A vision trip is to help me, the visitor, to see first hand the work and ministry in that country. It provides me with opportunities to meet and play with the children. A vision trip also show me the need to get involved and ways to support orphan prevention.
I’ve started to become more aware of FAIR TRADE businesses. Purchasing from these companies provide jobs that pay a living wage. GO doesn’t allow any handouts. It’s all about supporting the people in a dignified manner.
GO has a tech school in Haiti called the Transition Academy. This is a 2 year program for orphans who are 18 and age out of the orphanages. At the Transition Academy, the students can learn diesel mechanics, industrial sewing, cooking, and farming. They are also trained in Bible, business, and English and French. After two years, the graduates can support themselves and their families.

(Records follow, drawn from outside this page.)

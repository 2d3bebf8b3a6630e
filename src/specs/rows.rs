// src/specs/rows.rs
//! Row extraction from a located bout-history table.
//!
//! Three generations of the career table are in the wild:
//!
//! | generation | min cells per row | column mapping                           |
//! |------------|-------------------|------------------------------------------|
//! | `Legacy`   | 3                 | header names, or a fixed default order   |
//! | `Ratings`  | 7                 | header names                             |
//! | `Modern`   | 9                 | fixed positions, nested elements only    |
//!
//! The generation is detected from the header width. When that gives nothing
//! usable, every generation is tried and the one producing the most records wins.
//!
//! Non-data rows (header rows, rows with a marker class such as `SR`/`ad`/`spacer`,
//! rows narrower than the generation's minimum) are dropped here; rows with cells
//! but no content are dropped later by the normalizer.

use std::str::FromStr;

use scraper::ElementRef;
use serde::{Deserialize, Serialize};
use tracing::{debug, trace};

use crate::config::consts::{LEGACY_MIN_HEADERS, MARKER_CLASSES};
use crate::core::html::{first_in, has_class, in_thead, row_cells, spaced_text_of, table_rows, text_of};
use crate::data::BoutRecord;
use crate::normalize::{ColumnMap, Field, Normalizer, RawRow};

#[derive(Clone, Copy, Debug, PartialEq, Eq, Hash, Serialize, Deserialize)]
pub enum LayoutGen {
    Legacy,
    Ratings,
    Modern,
}

const LEGACY_ORDER: [Field; 6] = [
    Field::Date,
    Field::Opponent,
    Field::Result,
    Field::Rounds,
    Field::Location,
    Field::Method,
];

const MODERN_POSITIONS: [Field; 9] = [
    Field::Date,
    Field::Ignore, // weight / rating icon
    Field::Opponent,
    Field::OpponentRecord,
    Field::Ignore, // last 6
    Field::Location,
    Field::Result,
    Field::Method,
    Field::Rounds,
];

impl LayoutGen {
    /// Most specific first; probing relies on this order for ties.
    pub const ALL: [LayoutGen; 3] = [LayoutGen::Modern, LayoutGen::Ratings, LayoutGen::Legacy];

    pub fn min_columns(self) -> usize {
        match self {
            LayoutGen::Legacy => 3,
            LayoutGen::Ratings => 7,
            LayoutGen::Modern => 9,
        }
    }

    /// Generation implied by the number of header cells. `None` without a header.
    pub fn detect(header_count: usize) -> Option<LayoutGen> {
        match header_count {
            0 => None,
            1..=6 => Some(LayoutGen::Legacy),
            7 | 8 => Some(LayoutGen::Ratings),
            _ => Some(LayoutGen::Modern),
        }
    }

    /// Column mapping for this generation given the (possibly empty) header texts.
    pub fn column_map(self, headers: &[String]) -> ColumnMap {
        match self {
            LayoutGen::Modern => ColumnMap::new(MODERN_POSITIONS.to_vec()),
            LayoutGen::Legacy if headers.len() < LEGACY_MIN_HEADERS => {
                ColumnMap::new(LEGACY_ORDER.to_vec())
            }
            LayoutGen::Ratings if headers.is_empty() => ColumnMap::new(LEGACY_ORDER.to_vec()),
            _ => ColumnMap::from_headers(headers),
        }
    }

    /// Modern rows are read from their nested elements only.
    fn strict(self) -> bool {
        self == LayoutGen::Modern
    }

    pub fn label(self) -> &'static str {
        match self {
            LayoutGen::Legacy => "legacy",
            LayoutGen::Ratings => "ratings",
            LayoutGen::Modern => "modern",
        }
    }
}

#[derive(Clone, Copy, Debug, Default, PartialEq, Eq)]
pub enum LayoutHint {
    #[default]
    Auto,
    Legacy,
    Ratings,
    Modern,
}

impl LayoutHint {
    fn forced(self) -> Option<LayoutGen> {
        match self {
            LayoutHint::Auto => None,
            LayoutHint::Legacy => Some(LayoutGen::Legacy),
            LayoutHint::Ratings => Some(LayoutGen::Ratings),
            LayoutHint::Modern => Some(LayoutGen::Modern),
        }
    }
}

impl FromStr for LayoutHint {
    type Err = String;

    fn from_str(s: &str) -> Result<Self, Self::Err> {
        match s.trim().to_ascii_lowercase().as_str() {
            "auto" => Ok(LayoutHint::Auto),
            "legacy" => Ok(LayoutHint::Legacy),
            "ratings" => Ok(LayoutHint::Ratings),
            "modern" => Ok(LayoutHint::Modern),
            other => Err(format!("unknown layout: {other} (auto|legacy|ratings|modern)")),
        }
    }
}

/// A table's header texts and its candidate data rows.
pub struct HeaderSplit<'a> {
    pub headers: Vec<String>,
    pub data: Vec<ElementRef<'a>>,
}

/// Header row: the last `thead` row; else the first row if it has a `th`;
/// else the first row if at least two of its cells name known fields.
pub fn split_header(table: ElementRef<'_>) -> HeaderSplit<'_> {
    let rows = table_rows(table);

    let first_is_header = |row: &ElementRef<'_>| {
        let cells = row_cells(*row);
        cells.iter().any(|c| c.value().name().eq_ignore_ascii_case("th"))
            || cells
                .iter()
                .filter(|c| Field::from_header(&text_of(**c)) != Field::Ignore)
                .count()
                >= 2
    };

    let header_idx = rows
        .iter()
        .rposition(|r| in_thead(*r))
        .or_else(|| rows.first().filter(|r| first_is_header(*r)).map(|_| 0));

    let headers = header_idx
        .map(|i| row_cells(rows[i]).into_iter().map(text_of).collect())
        .unwrap_or_default();

    let data = rows
        .into_iter()
        .enumerate()
        .filter(|(i, r)| Some(*i) != header_idx && !in_thead(*r))
        .map(|(_, r)| r)
        .collect();

    HeaderSplit { headers, data }
}

fn has_marker(row: ElementRef<'_>) -> bool {
    MARKER_CLASSES.iter().any(|m| has_class(row, m))
}

fn read_cell(cell: ElementRef<'_>, field: Field, strict: bool) -> String {
    let nested = match field {
        Field::Opponent => first_in(cell, "a.personLink")
            .or_else(|| first_in(cell, "a"))
            .map(spaced_text_of),
        Field::Result => first_in(cell, ".boutResult")
            .or_else(|| first_in(cell, "div"))
            .map(text_of),
        _ => return text_of(cell),
    };
    match nested {
        Some(text) => text,
        None if strict => s!(),
        None => text_of(cell),
    }
}

/// Raw cell tuples for one generation, plus the column map to read them with.
pub fn extract_rows(split: &HeaderSplit<'_>, layout: LayoutGen) -> (ColumnMap, Vec<RawRow>) {
    let map = layout.column_map(&split.headers);
    let mut out = Vec::with_capacity(split.data.len());

    for row in &split.data {
        if has_marker(*row) {
            trace!("skipping marker row");
            continue;
        }
        let cells = row_cells(*row);
        if cells.len() < layout.min_columns() {
            trace!("skipping row with {} cells (< {})", cells.len(), layout.min_columns());
            continue;
        }
        let texts = cells
            .into_iter()
            .enumerate()
            .map(|(i, c)| read_cell(c, map.field(i), layout.strict()))
            .collect();
        out.push(RawRow(texts));
    }
    (map, out)
}

#[derive(Clone, Debug, PartialEq, Eq)]
pub struct BoutTable {
    pub layout: LayoutGen,
    pub bouts: Vec<BoutRecord>,
}

/// Rows → records. Uses the hinted generation when one is forced, the detected one
/// when it produces anything, and otherwise probes every generation.
pub fn read_bouts(table: ElementRef<'_>, hint: LayoutHint, normalizer: &Normalizer) -> BoutTable {
    let split = split_header(table);
    let records = |layout: LayoutGen| -> Vec<BoutRecord> {
        let (map, rows) = extract_rows(&split, layout);
        rows.iter().filter_map(|r| normalizer.record(r, &map)).collect()
    };

    if let Some(layout) = hint.forced() {
        return BoutTable { layout, bouts: records(layout) };
    }

    if let Some(layout) = LayoutGen::detect(split.headers.len()) {
        let bouts = records(layout);
        if !bouts.is_empty() || split.data.is_empty() {
            debug!("{} layout from {} header cells", layout.label(), split.headers.len());
            return BoutTable { layout, bouts };
        }
        debug!("{} layout yielded no records; probing", layout.label());
    }

    let mut best = BoutTable { layout: LayoutGen::ALL[0], bouts: records(LayoutGen::ALL[0]) };
    for layout in &LayoutGen::ALL[1..] {
        let bouts = records(*layout);
        if bouts.len() > best.bouts.len() {
            best = BoutTable { layout: *layout, bouts };
        }
    }
    debug!("probed layout: {} ({} records)", best.layout.label(), best.bouts.len());
    best
}

#[cfg(test)]
mod tests {
    use super::*;
    use crate::core::html::first_in_doc;
    use crate::data::Outcome;
    use scraper::Html;

    fn table(doc: &Html) -> ElementRef<'_> {
        first_in_doc(doc, "table").unwrap()
    }

    #[test]
    fn detection_by_header_width() {
        assert_eq!(LayoutGen::detect(0), None);
        assert_eq!(LayoutGen::detect(5), Some(LayoutGen::Legacy));
        assert_eq!(LayoutGen::detect(7), Some(LayoutGen::Ratings));
        assert_eq!(LayoutGen::detect(8), Some(LayoutGen::Ratings));
        assert_eq!(LayoutGen::detect(9), Some(LayoutGen::Modern));
        assert_eq!(LayoutGen::detect(12), Some(LayoutGen::Modern));
    }

    #[test]
    fn header_from_thead_or_first_row() {
        let doc = Html::parse_document(
            r#"<table><thead><tr><th>x</th></tr><tr><th>Date</th><th>Opponent</th></tr></thead>
               <tbody><tr><td>Jan 47</td><td>A</td></tr></tbody></table>"#,
        );
        let split = split_header(table(&doc));
        assert_eq!(split.headers, vec!["Date", "Opponent"]);
        assert_eq!(split.data.len(), 1);

        let doc = Html::parse_document(
            r#"<table><tr><td>Fecha</td><td>Oponente</td></tr><tr><td>Jan 47</td><td>A</td></tr></table>"#,
        );
        let split = split_header(table(&doc));
        assert_eq!(split.headers, vec!["Fecha", "Oponente"]);
        assert_eq!(split.data.len(), 1);

        let doc = Html::parse_document(
            r#"<table><tr><td>Jan 47</td><td>A</td><td>W</td></tr></table>"#,
        );
        let split = split_header(table(&doc));
        assert!(split.headers.is_empty());
        assert_eq!(split.data.len(), 1);
    }

    #[test]
    fn marker_and_narrow_rows_are_skipped() {
        let doc = Html::parse_document(
            r#"<table>
                 <tr class="SR"><td>a</td><td>b</td><td>c</td></tr>
                 <tr class="ad"><td>a</td><td>b</td><td>c</td></tr>
                 <tr><td colspan="3">banner</td></tr>
                 <tr><td>Jan 47</td><td>Someone</td><td>W</td></tr>
               </table>"#,
        );
        let split = split_header(table(&doc));
        let (_, rows) = extract_rows(&split, LayoutGen::Legacy);
        assert_eq!(rows.len(), 1);
        assert_eq!(rows[0].cell(1), "Someone");
    }

    #[test]
    fn strict_cells_degrade_to_empty() {
        let row = r#"<tr><td>Jan 47</td><td></td><td>Plain Name</td><td>1-0-0</td><td></td>
                     <td>Madrid</td><td>W</td><td>KO</td><td>3</td></tr>"#;
        let doc = Html::parse_document(&format!("<table>{row}</table>"));
        let split = split_header(table(&doc));

        let (_, strict) = extract_rows(&split, LayoutGen::Modern);
        assert_eq!(strict[0].cell(2), "");
        assert_eq!(strict[0].cell(6), "");
        assert_eq!(strict[0].cell(5), "Madrid");

        let (_, lenient) = extract_rows(&split, LayoutGen::Legacy);
        assert_eq!(lenient[0].cell(1), "");
        assert_eq!(lenient[0].cell(2), "Plain Name");
    }

    #[test]
    fn probing_prefers_specific_layout_on_tie() {
        let row = r#"<tr><td>Jan 47</td><td></td>
                     <td><a class="personLink" href="/x">Jose Martinez</a></td><td>10-2-1</td><td></td>
                     <td>Madrid</td><td><div class="boutResult">W</div></td><td>TKO</td><td>4</td></tr>"#;
        let doc = Html::parse_document(&format!("<table>{row}{row}</table>"));
        let got = read_bouts(table(&doc), LayoutHint::Auto, &Normalizer::default());
        assert_eq!(got.layout, LayoutGen::Modern);
        assert_eq!(got.bouts.len(), 2);
        assert_eq!(got.bouts[0].opponent, "Jose Martinez");
        assert_eq!(got.bouts[0].outcome, Outcome::Win);
        assert_eq!(got.bouts[0].rounds, Some(4));
    }

    #[test]
    fn forced_hint_is_used_as_given() {
        let doc = Html::parse_document(
            r#"<table><tr><td>Jan 47</td><td>Someone</td><td>L</td></tr></table>"#,
        );
        let got = read_bouts(table(&doc), LayoutHint::Modern, &Normalizer::default());
        assert_eq!(got.layout, LayoutGen::Modern);
        assert!(got.bouts.is_empty());

        let got = read_bouts(table(&doc), LayoutHint::Legacy, &Normalizer::default());
        assert_eq!(got.bouts.len(), 1);
        assert_eq!(got.bouts[0].outcome, Outcome::Loss);
    }

    #[test]
    fn hint_from_str() {
        assert_eq!("Modern".parse::<LayoutHint>(), Ok(LayoutHint::Modern));
        assert!("newest".parse::<LayoutHint>().is_err());
    }
}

Some even get jobs with business GO is a part of.
A Vision trip shows you the big picture while also getting you into the orphan villages to be with the children, and they will steal your heart!
Next blog post will be all about the kids – I promise!
A few fair-trade companies you might be interested in for your Christmas shopping are:
- GOEX.org – Global Orphans website for selling items made around the world
- TradesOfHope.com – Great home party type company that sells jewelry, bags, scarves and home decorative items. (I’ve visited one of the business in Haiti, Papillion, where they make some of the jewelry – this is a very legitimate company.)
- Fair Trade Friday – How about joining a gift of the month club that can change lives?
- Vine Works – A large selection of unique gifts and items made from these wonderful people in third world countries.